# Problem statement
Lines below starting with the line with "if let Some(file)" and going on through the line with "finished job produced." must be output exactly; the rest of the records must be left out.

# Provided information
##############################

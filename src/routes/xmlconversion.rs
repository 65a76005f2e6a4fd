use axum::extract::{Query, State};
use axum::http::header;
use axum::response::{Html, IntoResponse, Response};
use serde::Deserialize;

use super::form::{safe_filename, PostedForm};
use super::{enqueue, redirect_to_job, AppError, BAD_TASK_ID, DOWNLOAD_PROBLEM, INVALID_XML, UPLOAD_PROBLEM};
use crate::app_state::AppState;
use crate::models::job::JobSpec;
use crate::services::validation::validate_xml;
use crate::views;

const TITLE: &str = "XML conversion";

#[derive(Debug, Default, Deserialize)]
pub struct ConversionQuery {
    pub job: Option<String>,
    pub file: Option<String>,
}

/// GET /xmlconversion/ — upload form, `?job=` status view or `?file=` download.
pub async fn index(
    State(state): State<AppState>,
    Query(query): Query<ConversionQuery>,
) -> Result<Response, AppError> {
    if let Some(job) = query.job {
        let snapshot = state.queue.poll(&job).await?;
        let download = format!("?file={job}");
        return Ok(Html(views::status(TITLE, &job, &snapshot, Some(&download))).into_response());
    }

    if let Some(file) = query.file {
        return download(&state, &file).await;
    }

    Ok(Html(views::xmlconversion_form("")).into_response())
}

/// Serve the archive a finished job produced.
async fn download(state: &AppState, job: &str) -> Result<Response, AppError> {
    let snapshot = state.queue.poll(job).await?;
    let Some(name) = snapshot.result_str() else {
        return Ok(Html(views::xmlconversion_form(BAD_TASK_ID)).into_response());
    };

    if name.contains(['/', '\\']) {
        return Ok(Html(views::xmlconversion_form(DOWNLOAD_PROBLEM)).into_response());
    }

    let path = state.config.output_location.join(name);
    let bytes = match tokio::fs::metadata(&path).await {
        Ok(meta) if meta.is_file() => tokio::fs::read(&path).await.ok(),
        _ => None,
    };
    let Some(bytes) = bytes else {
        tracing::warn!(job = %job, file = %name, "Requested archive is missing");
        return Ok(Html(views::xmlconversion_form(DOWNLOAD_PROBLEM)).into_response());
    };

    Ok((
        [
            (header::CONTENT_TYPE, "application/zip".to_string()),
            (
                header::CONTENT_DISPOSITION,
                format!("attachment; filename={name}"),
            ),
        ],
        bytes,
    )
        .into_response())
}

/// POST /xmlconversion/ — validate the upload and start a conversion.
pub async fn submit(State(state): State<AppState>, form: PostedForm) -> Result<Response, AppError> {
    if form.malformed {
        return Ok(Html(views::xmlconversion_form(UPLOAD_PROBLEM)).into_response());
    }
    if !form.pressed("upload") {
        return Ok(Html(views::xmlconversion_form("")).into_response());
    }

    let Some(upload) = &form.file else {
        return Ok(Html(views::xmlconversion_form(UPLOAD_PROBLEM)).into_response());
    };
    if !validate_xml(&upload.bytes) {
        return Ok(Html(views::xmlconversion_form(INVALID_XML)).into_response());
    }
    let Some(filename) = safe_filename(&upload.filename) else {
        return Ok(Html(views::xmlconversion_form(UPLOAD_PROBLEM)).into_response());
    };

    tokio::fs::create_dir_all(&state.config.temp_root).await?;
    let workdir = tempfile::Builder::new()
        .prefix("tmp")
        .tempdir_in(&state.config.temp_root)?
        .keep();
    if let Err(e) = tokio::fs::write(workdir.join(&filename), &upload.bytes).await {
        let _ = tokio::fs::remove_dir_all(&workdir).await;
        return Err(e.into());
    }

    tracing::info!(file = %filename, workdir = %workdir.display(), "Accepted upload for conversion");
    let spec = JobSpec::XmlConversion {
        xml_filename: filename,
        tempdir: workdir.clone(),
    };
    match enqueue(&state, spec).await {
        Ok(job_id) => Ok(redirect_to_job(job_id)),
        Err(e) => {
            let _ = tokio::fs::remove_dir_all(&workdir).await;
            Err(e)
        }
    }
}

##############################

# Result of the task
    if let Some(file) = query.file {
        return download(&state, &file).await;
    }

    Ok(Html(views::xmlconversion_form("")).into_response())
}

/// Serve the archive a finished job produced.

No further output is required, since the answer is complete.